This page I propose is NOT to be about religious doctrine. THere is already enough pages.
There are a great deal of a broader sociological influence, such as the advancement in non-blood medical procedures which do not invlove full blood but of certain blood fractions in transfusions.
Paving the way for the right for citizens not to have to salute the flag, not participate in group religious activities etc.
THese among a few.
Add-ponder 03:20, 9 October 2007 (UTC)
[edit] Ground rules were already established
Sorry Add-ponder, you can not make up rules to suit you. Any article must define the subject in the heading but your article did not do that, anywhere within it. What it stated was "This page cites references defining the Watchtower Movement". That is unencyclopedic. The article itself must define what the Watchtower Movement actually is. So I have redirected it to Jehovah's witnesses. I originally redirected to The Watchtower but this is probably better. It is interesting you say the article is not about religious doctrine. No-one suggested it is, but your message above here most certainly is. Moriori 06:19, 9 October 2007 (UTC)
[edit] In defence
Moriori, If someone didn't set this rule the page will not stay on the subject of the watchtower movement. This subject can easily attract religious dogma as experience shows.

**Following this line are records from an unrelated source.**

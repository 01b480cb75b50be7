//! Wire types for the LLM proxy backend.
//!
//! These mirror the JSON bodies of `/api/infer`, `/api/logs`,
//! `/api/metrics/latency` and `/api/health`. Responses are immutable once
//! received; the session only ever replaces them wholesale.

use chrono::{DateTime, NaiveDateTime, Utc};
use serde::{Deserialize, Deserializer, Serialize, Serializer};
use std::collections::BTreeMap;
use std::fmt;
use std::str::FromStr;

/// Model selection strategy sent with every inference request.
#[derive(Debug, Clone, Copy, PartialEq, Eq, Hash, Serialize, Deserialize, Default)]
#[serde(rename_all = "lowercase")]
pub enum Strategy {
    /// Lower latency, tries `model_a` first
    #[default]
    Fast,
    /// Higher latency, tries `model_b` first
    Accurate,
}

impl Strategy {
    pub fn as_str(&self) -> &'static str {
        match self {
            Strategy::Fast => "fast",
            Strategy::Accurate => "accurate",
        }
    }
}

impl fmt::Display for Strategy {
    fn fmt(&self, f: &mut fmt::Formatter<'_>) -> fmt::Result {
        f.write_str(self.as_str())
    }
}

impl FromStr for Strategy {
    type Err = String;

    fn from_str(s: &str) -> Result<Self, Self::Err> {
        match s.trim().to_lowercase().as_str() {
            "fast" => Ok(Strategy::Fast),
            "accurate" => Ok(Strategy::Accurate),
            _ => Err(format!("Invalid strategy: {} (expected fast or accurate)", s)),
        }
    }
}

/// Outcome reported by the backend for one inference.
///
/// Anything other than `success` or `failed` is treated as `retry`.
#[derive(Debug, Clone, Copy, PartialEq, Eq, Hash)]
pub enum InferenceStatus {
    Success,
    Failed,
    Retry,
}

impl InferenceStatus {
    pub fn as_str(&self) -> &'static str {
        match self {
            InferenceStatus::Success => "success",
            InferenceStatus::Failed => "failed",
            InferenceStatus::Retry => "retry",
        }
    }

    fn from_wire(raw: &str) -> Self {
        match raw.to_lowercase().as_str() {
            "success" => InferenceStatus::Success,
            "failed" => InferenceStatus::Failed,
            _ => InferenceStatus::Retry,
        }
    }
}

impl fmt::Display for InferenceStatus {
    fn fmt(&self, f: &mut fmt::Formatter<'_>) -> fmt::Result {
        f.write_str(self.as_str())
    }
}

impl Serialize for InferenceStatus {
    fn serialize<S: Serializer>(&self, serializer: S) -> Result<S::Ok, S::Error> {
        serializer.serialize_str(self.as_str())
    }
}

impl<'de> Deserialize<'de> for InferenceStatus {
    fn deserialize<D: Deserializer<'de>>(deserializer: D) -> Result<Self, D::Error> {
        let raw = String::deserialize(deserializer)?;
        Ok(Self::from_wire(&raw))
    }
}

/// Body of `POST /api/infer`.
#[derive(Debug, Clone, PartialEq, Eq, Serialize, Deserialize)]
pub struct InferenceRequest {
    pub prompt: String,
    pub strategy: Strategy,
}

/// Successful body of `POST /api/infer`.
#[derive(Debug, Clone, PartialEq, Eq, Serialize, Deserialize)]
pub struct InferenceResponse {
    pub response: String,
    /// `model_a`, `model_b`, or `none` when every attempt failed
    pub model_used: String,
    pub latency_ms: u64,
    pub retry_count: u32,
    pub status: InferenceStatus,
    #[serde(default, skip_serializing_if = "Option::is_none")]
    pub fallback_status: Option<String>,
}

/// Error body returned with non-2xx statuses.
#[derive(Debug, Clone, Default, Deserialize)]
pub struct ErrorBody {
    #[serde(default)]
    pub error: Option<String>,
}

/// One row of the backend's inference history.
#[derive(Debug, Clone, PartialEq, Serialize, Deserialize)]
pub struct LogEntry {
    #[serde(default, skip_serializing_if = "Option::is_none")]
    pub id: Option<i64>,
    #[serde(deserialize_with = "deserialize_timestamp")]
    pub timestamp: DateTime<Utc>,
    pub model_used: String,
    pub status: InferenceStatus,
    #[serde(default)]
    pub retry_count: u32,
    pub prompt: String,
    #[serde(deserialize_with = "deserialize_logged_strategy")]
    pub strategy: Strategy,
    pub latency_ms: u64,
    #[serde(default, skip_serializing_if = "Option::is_none")]
    pub response: Option<String>,
    #[serde(default, skip_serializing_if = "Option::is_none")]
    pub fallback_status: Option<String>,
}

/// Body of `GET /api/logs`.
#[derive(Debug, Clone, Deserialize)]
pub struct LogsEnvelope {
    #[serde(default)]
    pub logs: Vec<LogEntry>,
    /// Set by the backend when its database is unavailable
    #[serde(default)]
    pub message: Option<String>,
}

/// Aggregates for one model over the backend's reporting window.
#[derive(Debug, Clone, PartialEq, Serialize, Deserialize)]
pub struct ModelMetrics {
    #[serde(default)]
    pub total_requests: u64,
    /// Fraction in `[0, 1]`
    #[serde(default)]
    pub success_rate: f64,
    /// Milliseconds
    #[serde(default)]
    pub avg_latency: f64,
    #[serde(default, skip_serializing_if = "Option::is_none")]
    pub error_count: Option<u64>,
}

impl ModelMetrics {
    /// Failed requests, derived from the success rate when the backend omits it.
    pub fn error_count(&self) -> u64 {
        self.error_count.unwrap_or_else(|| {
            let rate = self.success_rate.clamp(0.0, 1.0);
            (self.total_requests as f64 * (1.0 - rate)).round() as u64
        })
    }
}

/// One bucket of the latency time series.
#[derive(Debug, Clone, PartialEq, Serialize, Deserialize)]
pub struct TimeSeriesPoint {
    #[serde(deserialize_with = "deserialize_timestamp")]
    pub timestamp: DateTime<Utc>,
    pub avg_latency: f64,
    #[serde(default, skip_serializing_if = "Option::is_none")]
    pub request_count: Option<u64>,
}

/// Latency metrics snapshot. The backend sends `time_series` newest first.
#[derive(Debug, Clone, Default, PartialEq, Serialize, Deserialize)]
pub struct MetricsSnapshot {
    #[serde(default)]
    pub models: BTreeMap<String, ModelMetrics>,
    #[serde(default)]
    pub time_series: Vec<TimeSeriesPoint>,
}

/// Body of `GET /api/metrics/latency`.
#[derive(Debug, Clone, Deserialize)]
pub struct MetricsEnvelope {
    #[serde(default)]
    pub metrics: MetricsSnapshot,
}

/// Body of `GET /api/health`.
#[derive(Debug, Clone, PartialEq, Serialize, Deserialize)]
pub struct HealthReport {
    pub status: String,
    #[serde(default, deserialize_with = "deserialize_optional_timestamp")]
    pub timestamp: Option<DateTime<Utc>>,
    #[serde(default)]
    pub database_connected: bool,
}

/// Parse an ISO-8601 timestamp, accepting naive values as UTC.
pub fn parse_timestamp(raw: &str) -> Result<DateTime<Utc>, chrono::ParseError> {
    match DateTime::parse_from_rfc3339(raw) {
        Ok(dt) => Ok(dt.with_timezone(&Utc)),
        Err(rfc_err) => NaiveDateTime::parse_from_str(raw, "%Y-%m-%dT%H:%M:%S%.f")
            .or_else(|_| NaiveDateTime::parse_from_str(raw, "%Y-%m-%d %H:%M:%S%.f"))
            .map(|naive| naive.and_utc())
            .map_err(|_| rfc_err),
    }
}

fn deserialize_timestamp<'de, D>(deserializer: D) -> Result<DateTime<Utc>, D::Error>
where
    D: Deserializer<'de>,
{
    let raw = String::deserialize(deserializer)?;
    parse_timestamp(&raw).map_err(serde::de::Error::custom)
}

fn deserialize_optional_timestamp<'de, D>(
    deserializer: D,
) -> Result<Option<DateTime<Utc>>, D::Error>
where
    D: Deserializer<'de>,
{
    match Option::<String>::deserialize(deserializer)? {
        Some(raw) => parse_timestamp(&raw)
            .map(Some)
            .map_err(serde::de::Error::custom),
        None => Ok(None),
    }
}

/// The backend stores the strategy string verbatim and routes anything that
/// is not `fast` accurate-first, so history rows follow the same rule.
fn deserialize_logged_strategy<'de, D>(deserializer: D) -> Result<Strategy, D::Error>
where
    D: Deserializer<'de>,
{
    let raw = String::deserialize(deserializer)?;
    Ok(raw.parse().unwrap_or(Strategy::Accurate))
}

How can this Stub Page get expanded if a redirect is slapped on within hours of being created. Isn't the whole idea of a stub a basis to build on.
I believe I did make a succinct stub description of what the Watchtower Movement is.

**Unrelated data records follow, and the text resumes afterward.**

use std::process;
use std::sync::Arc;

use anyhow::{bail, Context, Result};
use clap::{Args, Parser, Subcommand};
use log::error;
use reqwest::blocking::Client;
use reqwest::redirect;

use ytsheet::auth::{RefreshToken, StaticToken, TokenSource};
use ytsheet::bot::Poller;
use ytsheet::config::{
    ConfigError, DEFAULT_BIND_ADDR, DEFAULT_SHEET_NAME, DEFAULT_TRIGGER_TEXT,
    DEFAULT_WORKER_THREADS,
};
use ytsheet::dispatch::{self, Dispatcher};
use ytsheet::report;
use ytsheet::server::{self, AppState, Mode};
use ytsheet::sheet::GoogleSheets;
use ytsheet::source::drive::DriveClient;
use ytsheet::telegram::TelegramClient;
use ytsheet::upload::youtube::YoutubeUploader;
use ytsheet::worker::JobPool;
use ytsheet::{BotConfig, ChunkedUploader, JobRunner, SourceResolver};

/// ytsheet: publish the next spreadsheet row as a YouTube video on a chat trigger.
#[derive(Parser)]
#[command(name = "ytsheet", version, about)]
struct Cli {
    #[command(flatten)]
    settings: Settings,

    #[command(subcommand)]
    command: Commands,
}

#[derive(Args)]
struct Settings {
    /// Telegram bot token
    #[arg(long, env = "TELEGRAM_BOT_TOKEN", hide_env_values = true, global = true)]
    telegram_token: Option<String>,

    /// Spreadsheet id or full spreadsheet URL
    #[arg(long, env = "SPREADSHEET_ID", global = true)]
    spreadsheet_id: Option<String>,

    /// Sheet (tab) holding the queue
    #[arg(long, env = "SHEET_NAME", default_value = DEFAULT_SHEET_NAME, global = true)]
    sheet_name: Option<String>,

    /// Message text that starts a job
    #[arg(long, env = "TRIGGER_TEXT", default_value = DEFAULT_TRIGGER_TEXT, global = true)]
    trigger_text: String,

    /// Static bearer token for Sheets and Drive
    #[arg(long, env = "GOOGLE_ACCESS_TOKEN", hide_env_values = true, global = true)]
    google_access_token: Option<String>,

    #[arg(long, env = "GOOGLE_CLIENT_ID", global = true)]
    google_client_id: Option<String>,

    #[arg(long, env = "GOOGLE_CLIENT_SECRET", hide_env_values = true, global = true)]
    google_client_secret: Option<String>,

    #[arg(long, env = "GOOGLE_REFRESH_TOKEN", hide_env_values = true, global = true)]
    google_refresh_token: Option<String>,

    /// Bearer token for YouTube uploads (defaults to the Google credentials)
    #[arg(long, env = "YOUTUBE_ACCESS_TOKEN", hide_env_values = true, global = true)]
    youtube_access_token: Option<String>,

    #[arg(long, env = "YOUTUBE_REFRESH_TOKEN", hide_env_values = true, global = true)]
    youtube_refresh_token: Option<String>,

    /// Keep the first row after a successful upload
    #[arg(long, global = true)]
    keep_row: bool,

    /// Hide the upload progress bar
    #[arg(long, global = true)]
    quiet: bool,
}

#[derive(Subcommand)]
enum Commands {
    /// Long-poll Telegram for triggers
    Poll,

    /// Receive triggers through a Telegram webhook
    Serve {
        /// Run jobs on a worker pool, or inside the request
        #[arg(long, value_enum, env = "WEBHOOK_MODE", default_value_t = Mode::Threaded)]
        mode: Mode,

        #[arg(long, env = "BIND_ADDR", default_value = DEFAULT_BIND_ADDR)]
        bind: String,

        /// Expected X-Telegram-Bot-Api-Secret-Token header
        #[arg(long, env = "WEBHOOK_SECRET", hide_env_values = true)]
        secret: Option<String>,

        /// Jobs allowed to run at the same time (threaded mode)
        #[arg(long, env = "WORKER_THREADS", default_value_t = DEFAULT_WORKER_THREADS)]
        workers: usize,
    },

    /// Publish the next row once and print the report
    RunOnce,
}

fn main() {
    dotenvy::dotenv().ok();
    env_logger::Builder::from_env(env_logger::Env::default().default_filter_or("info")).init();

    if let Err(e) = run(Cli::parse()) {
        match e.downcast_ref::<ConfigError>() {
            Some(ConfigError::Missing(keys)) => {
                for key in keys {
                    error!("missing required setting {}", key);
                }
            }
            None => error!("{:#}", e),
        }
        process::exit(1);
    }
}

fn run(cli: Cli) -> Result<()> {
    let s = &cli.settings;
    let mut cfg = BotConfig::new(
        s.telegram_token.clone(),
        s.spreadsheet_id.clone(),
        s.sheet_name.clone(),
        Some(s.trigger_text.clone()),
    )?;
    cfg.delete_row_after_upload = !s.keep_row;

    let runner = build_runner(&cfg, s)?;

    match cli.command {
        Commands::RunOnce => {
            let text = match dispatch::run_guarded(&runner) {
                Ok(outcome) => report::render(&outcome),
                Err(dispatch::JobPanic(status)) => report::unknown_status(&status),
            };
            println!("{text}");
        }

        Commands::Poll => {
            let telegram = Arc::new(telegram_client(&cfg)?);
            let dispatcher = Dispatcher::new(Arc::new(runner), telegram.clone(), cfg.trigger_text.clone());
            Poller::new(&telegram, &dispatcher).run();
        }

        Commands::Serve {
            mode,
            bind,
            secret,
            workers,
        } => {
            let telegram = Arc::new(telegram_client(&cfg)?);
            let dispatcher = Arc::new(Dispatcher::new(
                Arc::new(runner),
                telegram,
                cfg.trigger_text.clone(),
            ));
            let state = match mode {
                Mode::Threaded => {
                    let pool = Arc::new(JobPool::new(workers).context("failed to start worker pool")?);
                    AppState::threaded(Arc::clone(&dispatcher), &cfg.telegram_token, pool)
                }
                Mode::Sync => AppState::sync(Arc::clone(&dispatcher), &cfg.telegram_token),
            }
            .with_secret(secret);

            let runtime = tokio::runtime::Builder::new_multi_thread()
                .enable_all()
                .build()
                .context("failed to start async runtime")?;
            runtime.block_on(async {
                let listener = tokio::net::TcpListener::bind(&bind)
                    .await
                    .with_context(|| format!("failed to bind {bind}"))?;
                server::serve(listener, state).await?;
                anyhow::Ok(())
            })?;
            // The blocking HTTP clients inside `dispatcher` must be dropped off the runtime.
            drop(runtime);
        }
    }

    Ok(())
}

fn telegram_client(cfg: &BotConfig) -> Result<TelegramClient> {
    let http = Client::builder().build()?;
    Ok(TelegramClient::new(http, &cfg.endpoints.telegram, &cfg.telegram_token))
}

fn build_runner(cfg: &BotConfig, s: &Settings) -> Result<JobRunner> {
    let ep = &cfg.endpoints;
    let api = Client::builder().build()?;
    // Drive's confirmation flow relies on cookies set by the warning page.
    let downloads = Client::builder().cookie_store(true).build()?;
    // A resumable session answers 308 for "continue"; it must not be followed.
    let youtube = Client::builder().redirect(redirect::Policy::none()).build()?;

    let google = google_tokens(&api, &ep.oauth_token, s)?;
    let youtube_tokens: Arc<dyn TokenSource> = match (&s.youtube_access_token, &s.youtube_refresh_token) {
        (Some(token), _) => Arc::new(StaticToken::new(token.clone())),
        (None, Some(refresh)) => match (&s.google_client_id, &s.google_client_secret) {
            (Some(id), Some(secret)) => Arc::new(RefreshToken::new(
                api.clone(),
                ep.oauth_token.clone(),
                id.clone(),
                secret.clone(),
                refresh.clone(),
            )),
            _ => bail!("YOUTUBE_REFRESH_TOKEN needs GOOGLE_CLIENT_ID and GOOGLE_CLIENT_SECRET"),
        },
        (None, None) => Arc::clone(&google),
    };

    let rows = Arc::new(GoogleSheets::new(
        api,
        ep.sheets.clone(),
        cfg.spreadsheet_id.clone(),
        cfg.sheet_name.clone(),
        Arc::clone(&google),
    ));
    let drive = DriveClient::new(downloads.clone(), ep.drive_api.clone(), google);
    let resolver = SourceResolver::new(downloads, Some(drive), ep.drive_public.clone());
    let credentials = Arc::new(YoutubeUploader::new(youtube, ep.youtube_upload.clone(), youtube_tokens));
    let uploader = ChunkedUploader::default().with_progress(!s.quiet);

    let runner = JobRunner::new(rows, resolver, credentials, uploader, cfg.upload.clone());
    Ok(if cfg.delete_row_after_upload {
        runner
    } else {
        runner.keep_rows()
    })
}

fn google_tokens(http: &Client, token_url: &str, s: &Settings) -> Result<Arc<dyn TokenSource>> {
    if let Some(token) = &s.google_access_token {
        return Ok(Arc::new(StaticToken::new(token.clone())));
    }
    match (&s.google_client_id, &s.google_client_secret, &s.google_refresh_token) {
        (Some(id), Some(secret), Some(refresh)) => Ok(Arc::new(RefreshToken::new(
            http.clone(),
            token_url,
            id.clone(),
            secret.clone(),
            refresh.clone(),
        ))),
        _ => bail!(
            "no Google credentials: set GOOGLE_ACCESS_TOKEN or GOOGLE_CLIENT_ID, GOOGLE_CLIENT_SECRET and GOOGLE_REFRESH_TOKEN"
        ),
    }
}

The page is not about religious doctrine, yet within in minutes of the first creation it was deleted and redirected to a page full of what most would describe as 'religious', I would call that as someone making it 'religious'. By what 'message above' do you refer to when you say I have 'stated religious doctrine'? Add-ponder 01:27, 16 October 2007 (UTC)
- Add-ponder, did you actually read what I wrote? An article itself must define its subject. An article is not simply a vehicle to direct readers outside Wiki to see the definition and allied information. Contrary to your claim, you did not "make a succinct stub description of what the Watchtower Movement is". Let me quote from it -- The Watchtower Movement ........ (although predominantly religious) .....etc. Then it says This page cites references defining the Watchtower Movement. Right. The article itself did not define anything. Regarding your query re "stated religious doctrine", check your first post on this page which allies WM to sociological influence which among other things paves the way for citizens to not have to....participate in group religious activities etc.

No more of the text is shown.